L’audit diligenté à la demande du président de la République sur les vacations des enseignants du supérieur révèle un écart injustifié de plus d’un milliard de francs CFA sur une dette déclarée de 3,48 milliards. Douze établissements publics ont été passés au crible au titre des exercices académiques 2023-2024 et 2024-2025. Si les autorités entendent désormais renforcer les contrôles et revoir le cadre réglementaire des vacations, des poursuites judiciaires pourraient être lancées.

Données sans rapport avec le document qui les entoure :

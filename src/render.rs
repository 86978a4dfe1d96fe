//! Turns the published series into chart traces and hands them to the
//! rendering collaborator.

use crate::types::{BlockNumber, Sample};
use serde::Serialize;

#[derive(Debug, Copy, Clone, PartialEq, Eq, Serialize)]
#[serde(rename_all = "snake_case")]
pub enum TraceKind {
    MaxWeight,
    Total,
    Normal,
    Operational,
    Mandatory,
}

impl TraceKind {
    /// Drawing order, the limit line first.
    pub const ALL: [TraceKind; 5] = [
        TraceKind::MaxWeight,
        TraceKind::Total,
        TraceKind::Normal,
        TraceKind::Operational,
        TraceKind::Mandatory,
    ];

    pub fn name(&self) -> &'static str {
        match self {
            TraceKind::MaxWeight => "Max Weight",
            TraceKind::Total => "Total",
            TraceKind::Normal => "Normal",
            TraceKind::Operational => "Operational",
            TraceKind::Mandatory => "Mandatory",
        }
    }

    fn value(&self, sample: &Sample, max_weight: u64) -> u64 {
        match self {
            TraceKind::MaxWeight => max_weight,
            TraceKind::Total => sample.weight_total,
            TraceKind::Normal => sample.weight_normal,
            TraceKind::Operational => sample.weight_operational,
            TraceKind::Mandatory => sample.weight_mandatory,
        }
    }
}

/// One line of the chart: block numbers on x, weight on y, block time as
/// hover text.
#[derive(Debug, Clone, PartialEq, Eq, Serialize)]
pub struct Trace {
    pub kind: TraceKind,
    pub name: &'static str,
    pub x: Vec<BlockNumber>,
    pub y: Vec<u64>,
    pub text: Vec<String>,
}

#[derive(Debug, Clone, PartialEq, Eq, Serialize)]
pub struct Traces {
    pub max_weight: u64,
    pub traces: Vec<Trace>,
}

impl Traces {
    /// `samples` must already be sorted by block.
    pub fn build(samples: &[Sample], max_weight: u64) -> Self {
        let x: Vec<_> = samples.iter().map(|s| s.block).collect();
        let text: Vec<_> = samples.iter().map(|s| s.time.to_rfc3339()).collect();
        let traces = TraceKind::ALL
            .iter()
            .map(|kind| Trace {
                kind: *kind,
                name: kind.name(),
                x: x.clone(),
                y: samples.iter().map(|s| kind.value(s, max_weight)).collect(),
                text: text.clone(),
            })
            .collect();
        Self { max_weight, traces }
    }

    pub fn points(&self) -> usize {
        self.traces.first().map_or(0, |trace| trace.x.len())
    }

    pub fn get(&self, kind: TraceKind) -> Option<&Trace> {
        self.traces.iter().find(|trace| trace.kind == kind)
    }
}

/// Chart that always receives the complete, freshly sorted series.
pub trait Renderer: Send + Sync {
    /// Replace every trace currently drawn.
    fn replace_all(&self, traces: &Traces);

    /// Remove the chart entirely.
    fn clear(&self);
}

/// Renderer for sessions that nobody watches.
#[derive(Debug, Default, Clone, Copy)]
pub struct NoopRenderer;

impl Renderer for NoopRenderer {
    fn replace_all(&self, _traces: &Traces) {}

    fn clear(&self) {}
}

#[cfg(test)]
mod tests {
    use super::*;
    use crate::types::ConsumedWeight;
    use pretty_assertions::assert_eq;

    fn sample(block: BlockNumber, normal: u64, operational: u64, mandatory: u64) -> Sample {
        let weight = ConsumedWeight {
            normal,
            operational,
            mandatory,
        };
        Sample::from_raw(block, weight, 1_600_000_000_000 + block * 6_000).unwrap()
    }

    #[test]
    fn builds_five_traces_in_drawing_order() {
        let samples = vec![sample(1, 10, 2, 3), sample(5, 20, 0, 3)];
        let traces = Traces::build(&samples, 1_000);

        let names: Vec<_> = traces.traces.iter().map(|t| t.name).collect();
        assert_eq!(
            names,
            vec!["Max Weight", "Total", "Normal", "Operational", "Mandatory"]
        );
        assert_eq!(traces.points(), 2);
        assert_eq!(traces.get(TraceKind::MaxWeight).unwrap().y, vec![1_000, 1_000]);
        assert_eq!(traces.get(TraceKind::Total).unwrap().y, vec![15, 23]);
        assert_eq!(traces.get(TraceKind::Operational).unwrap().y, vec![2, 0]);
        assert_eq!(traces.get(TraceKind::Mandatory).unwrap().x, vec![1, 5]);
        assert_eq!(
            traces.get(TraceKind::Normal).unwrap().text[0],
            "2020-09-13T12:26:46+00:00"
        );
    }

    #[test]
    fn serializes_for_the_chart() {
        let traces = Traces::build(&[sample(3, 1, 1, 1)], 9);
        let json = serde_json::to_value(&traces).unwrap();
        assert_eq!(json["max_weight"], 9);
        assert_eq!(json["traces"][0]["kind"], "max_weight");
        assert_eq!(json["traces"][1]["name"], "Total");
        assert_eq!(json["traces"][1]["y"][0], 3);
    }

    #[test]
    fn empty_series() {
        let traces = Traces::build(&[], 9);
        assert_eq!(traces.points(), 0);
        assert_eq!(traces.traces.len(), 5);
    }
}
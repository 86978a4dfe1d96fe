use crate::types::{BlockHash, BlockNumber};
use std::{fmt, time::Duration};
use thiserror::Error;
use url::Url;

/// Failure of a single chain client call.
#[derive(Debug, Error)]
pub enum ChainError {
    #[error("connection error: {0}")]
    Connection(String),
    #[error("block {0} is unknown to the node")]
    UnknownBlock(BlockNumber),
    #[error("state at {0} has been pruned")]
    StatePruned(BlockHash),
    #[error("unexpected value: {0}")]
    Decode(String),
    #[error("no response within {0:?}")]
    Timeout(Duration),
    #[error(transparent)]
    Other(#[from] anyhow::Error),
}

#[derive(Debug, Copy, Clone, PartialEq, Eq)]
pub enum LookupKind {
    Hash,
    Weight,
    Timestamp,
}

impl fmt::Display for LookupKind {
    fn fmt(&self, f: &mut fmt::Formatter<'_>) -> fmt::Result {
        let name = match self {
            LookupKind::Hash => "hash",
            LookupKind::Weight => "weight",
            LookupKind::Timestamp => "timestamp",
        };
        f.write_str(name)
    }
}

#[derive(Debug, Error)]
#[error("{kind} lookup for block {block} failed: {source}")]
pub struct LookupError {
    pub block: BlockNumber,
    pub kind: LookupKind,
    #[source]
    pub source: ChainError,
}

impl LookupError {
    pub fn new(block: BlockNumber, kind: LookupKind, source: ChainError) -> Self {
        Self {
            block,
            kind,
            source,
        }
    }
}

#[derive(Debug, Copy, Clone, Error, PartialEq, Eq)]
pub enum RangeError {
    #[error("start block {start} must be lower than end block {end}")]
    Empty { start: BlockNumber, end: BlockNumber },
    #[error("block bound {0} is negative")]
    Negative(i64),
    #[error("block bounds must be finite numbers")]
    NotFinite,
}

#[derive(Debug, Error)]
pub enum WeightGraphError {
    #[error("cannot connect to {endpoint}: {source}")]
    Connection {
        endpoint: Url,
        #[source]
        source: ChainError,
    },
    #[error("no endpoint connected")]
    NotConnected,
    #[error("runtime at {0} exposes no known block weight limit")]
    UnsupportedRuntime(Url),
    #[error(transparent)]
    Lookup(#[from] LookupError),
    #[error("invalid block range: {0}")]
    Range(#[from] RangeError),
}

Le vice-président du gouvernement, Hermann Immongault, prenant connaissance des conclusions de l’opération de contrôle, 11 août 2026. © Communication VPG

 

Le dossier des vacations dans l’enseignement supérieur connaît un nouveau développement. L’audit commandé par le président de la République, Brice Clotaire Oligui Nguema, a mis au jour un écart de 1 060 193 019 francs CFA entre les montants initialement déclarés et les dépenses effectivement justifiées.

Les conclusions de cette opération de contrôle ont été présentées mardi 11 août au vice-président du gouvernement, Hermann Immongault, lors d’une audience avec le ministre de l’Enseignement supérieur, le professeur Charles Edgar Mombo.

Au départ, la dette déclarée au titre des vacations s’élevait à 3 488 406 925 francs CFA. Mais après vérification, plus d’un milliard de francs n’a pu être justifié à ce stade.

Douze établissements passés au crible

Réalisé par la direction de l’audit et du contrôle interne du ministère des Finances, le contrôle a porté sur les exercices académiques 2023-2024 et 2024-2025. Douze établissements publics ont été concernés, notamment des facultés, grandes écoles et instituts de recherche.

L’audit fait ressortir plusieurs anomalies administratives et comptables susceptibles d’avoir alourdi les dépenses publiques consacrées aux vacations. Parmi les irrégularités relevées figurent notamment des écarts dans les volumes d’heures déclarés, des dépassements des plafonds réglementaires, l’absence de pièces justificatives et des doublons dans les états transmis.

Les contrôleurs ont également identifié des éléments étrangers au périmètre des vacations ainsi que des prélèvements fiscaux qui n’auraient pas été régularisés.

Le cadre réglementaire dans le viseur

Au-delà de la détermination des montants réellement dus, l’exercice doit déboucher sur une refonte du dispositif de gestion des vacations universitaires.

Les recommandations prévoient notamment une révision du décret n°0011/PR/MESRSTT du 7 mars 2023, fixant les obligations de service et les conditions de rémunération des heures supplémentaires et des vacations. Le renforcement du contrôle interne, l’harmonisation des états de paiement et la fiabilisation du fichier des bénéficiaires figurent également parmi les mesures préconisées.

Pour les autorités, l’objectif est de mettre fin aux failles susceptibles de favoriser les erreurs, les doublons ou les déclarations insuffisamment documentées, tout en garantissant une meilleure maîtrise des dépenses publiques.

Des poursuites pas exclues

Si l’audit doit d’abord permettre de distinguer les sommes effectivement dues de celles qui ne le seraient pas, le gouvernement n’exclut pas de donner une suite judiciaire aux éventuelles irrégularités intentionnelles.

Hermann Immongault a ainsi insisté sur le fait que la démarche ne répond pas uniquement à une logique punitive. Elle vise surtout, selon le compte rendu, à instaurer une gestion « plus vertueuse et rationnelle » des ressources publiques.

Le vice-président du gouvernement s’est toutefois montré ferme : si des malversations financières ou des actes illégaux délibérés sont formellement établis dans l’ordonnancement des vacations, des poursuites judiciaires pourraient être engagées.

En attendant d’éventuelles pièces complémentaires susceptibles de justifier une partie des montants contestés, l’audit pose ainsi les bases d’un traitement plus structurel de la question des vacations, régulièrement au cœur des revendications des enseignants du supérieur.